There is no evidence of widespread fraud in the 2020 election.
It started months before Election Day with false claims on Facebook and Twitter that mail-in ballots cast for Donald Trump had been chucked in dumpsters or rivers.
Now, a week after the final polls closed, falsehoods about dead people voting and ballots being thrown out by poll workers are still thriving on social media, reaching an audience of millions. Trump and his supporters are pointing to those debunked claims on social media as reason to not accept that Democrat Joe Biden won the election.
"These will probably persist for years or even decades unfortunately," Kate Starbird, a University of Washington professor and online misinformation expert, said of the false claims about the U.S. election process. "People are very motivated to both participate in them and believe them."
There is no evidence of widespread fraud in the 2020 election. In fact, voting officials from both political parties have stated publicly that the election went well and international observers confirmed there were no serious irregularities.
The issues raised by Trump's campaign and his allies are typical in every election: problems with signatures, secrecy envelopes and postal marks on mail-in ballots, as well as the potential for a small number of ballots miscast or lost. With Biden leading Trump by substantial margins in key battleground states, none of those issues would have any impact on the outcome of the election. Many of the legal challenges brought by Trump's campaign have been tossed out by judges, some within hours of their filing.

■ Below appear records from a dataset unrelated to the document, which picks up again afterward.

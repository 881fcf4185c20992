// Copyright (c) 2025 Soumyadip Sarkar.
// All rights reserved.
//
// This source code is licensed under the license found in the
// LICENSE file in the root directory of this source tree.

use breatheclean::partners::{PartnerBook, validate_email};
use breatheclean::{Error, cli, commands, session::Session};

#[test]
fn invite_records_pending_partner() {
    let mut book = PartnerBook::new();
    let inv = book.invite("  Sam ", " sam@example.com ").unwrap();
    assert_eq!(inv.name, "Sam");
    assert_eq!(inv.email, "sam@example.com");
    assert_eq!(book.invitations().len(), 1);
}

#[test]
fn invite_requires_name_and_valid_email() {
    let mut book = PartnerBook::new();
    assert_eq!(
        book.invite("", "a@b.co").unwrap_err(),
        Error::MissingField("name")
    );
    assert_eq!(
        book.invite("Sam", "  ").unwrap_err(),
        Error::MissingField("email")
    );
    assert!(matches!(
        book.invite("Sam", "not-an-email"),
        Err(Error::InvalidEmail(_))
    ));
    assert!(book.invitations().is_empty());
}

#[test]
fn email_shapes() {
    assert!(validate_email("first.last@uni.edu").is_ok());
    assert!(validate_email("a@b").is_err());
    assert!(validate_email("a b@c.d").is_err());
}

#[test]
fn partner_invite_command() {
    let mut session = Session::default();
    let matches = cli::build_cli().get_matches_from([
        "breatheclean",
        "partner",
        "invite",
        "--name",
        "Alex",
        "--email",
        "alex@example.org",
    ]);
    commands::dispatch(&mut session, &matches).unwrap();
    assert_eq!(session.partners.invitations()[0].name, "Alex");
}

#[test]
fn invite_returns_the_newest_invitation() {
    let mut book = PartnerBook::new();
    book.invite("Sam", "sam@example.com").unwrap();
    let second = book.invite("Kai", "kai@example.com").unwrap().clone();
    assert_eq!(second.name, "Kai");
    assert_eq!(book.invitations()[1], second);
    assert!(validate_email("kai@example.com").is_ok());
    assert!(validate_email("@example.com").is_err());
}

But Trump, who primed his supporters for months to doubt this election's outcome with false tales of ballots being "dumped in rivers" and baseless tweets warning of a "rigged election," has continued his assault on the U.S. vote in more than 40 Facebook and Twitter posts since Election Day.
"This was a stolen election," Trump tweeted on Sunday, the day after Biden became president-elect.
Trump's supporters have readily echoed the president's cries of an unfair election on Facebook and Twitter.
Tweets and retweets with terms such as "steal," "fraud," "rigged," and "dead" referring to the election spiked more than 2,800% from Nov. 2 to Nov. 6, according to an analysis by VineSight, a tech company that tracks misinformation. The company found more than 1.6 million retweets containing some of those words on Nov. 6 alone.
The false claims have shapeshifted over the last week, ranging from misleading assertions that ballots filled out with Sharpie pens in Illinois, Arizona, and Michigan were thrown out to an inaccurate social media post from Eric Trump that the number of ballots cast in Wisconsin exceeded the number of registered voters.
In recent days, prominent Republicans and Trump allies have peddled social media claims that hundreds or thousands of dead people voted in key battleground states like Pennsylvania or Michigan.
One tweet, shared more than 50,000 times, falsely claimed that a dead woman named Donna Brydges voted in the election. Brydges is very much alive, she confirmed to the AP by phone last week. In fact, she had "just beat me in a game of Cribbage," her husband told a reporter.
Between Election Day and Monday, roughly 5 million mentions of voter fraud and "Stop the Steal" were made across social media and online news sites, with most of the claims focusing on closely contested states like Pennsylvania, Georgia, and Michigan, according to an analysis by media intelligence firm Zignal Labs. Mentions of voter fraud have not waned since final votes were cast Tuesday.
Last week, as Biden pulled ahead in the race, Trump supporters quickly launched dozens of "Stop the Steal" groups on Facebook and began using the platform to organize "Stop the Steal" rallies.
The social media platforms have tried to rein in the false claims.
Facebook quickly shut down one "Stop the Steal" Facebook group, which ballooned to more than 350,000 members in just one day, after some called for violence in it, and has taken down additional "Stop the Steal" groups. And over the last week, Twitter has covered nearly a dozen of the president's tweets that make false or unproven claims that voter fraud occurred.
That's pushed a small but vocal faction of conservatives to lesser-known social media sites like Parler, which does not moderate content posted by users as closely as mainstream tech companies like Facebook, YouTube, or Twitter.
Parler has fewer than 8 million users, but its reach is quickly growing. As of Tuesday, Parler was the most downloaded app in Apple's store, followed by MeWe. Newsmax, a conservative cable network, was in fourth place. According to Sensor Tower, which tracks such data, Parler was downloaded over 2 million times on Apple and Android in the U.S. from Nov. 3 to Nov. 9. This is more than 31 times the downloads it saw in the prior week. In that same period, Newsmax saw 583,000 installs, up more than 11 times from the previous week. MeWe hit 218,000 installs, more than 14 times the 15,000 installs it saw in the previous week.
The conversation on Parler has centered around voter fraud and an election stolen from Trump over the last week.
"Show the world we won't let communist steal the White House," one Parler user wrote Tuesday, in one of many thousands of posts using the hashtag #StopTheSteal.
That migration of social media users could be one drawback of the good job Facebook and Twitter did fact-checking and removing false content around the U.S. election, Starbird, the misinformation expert, noted.
"What they tried to do is commendable, which is why people are moving to other platforms," Starbird said.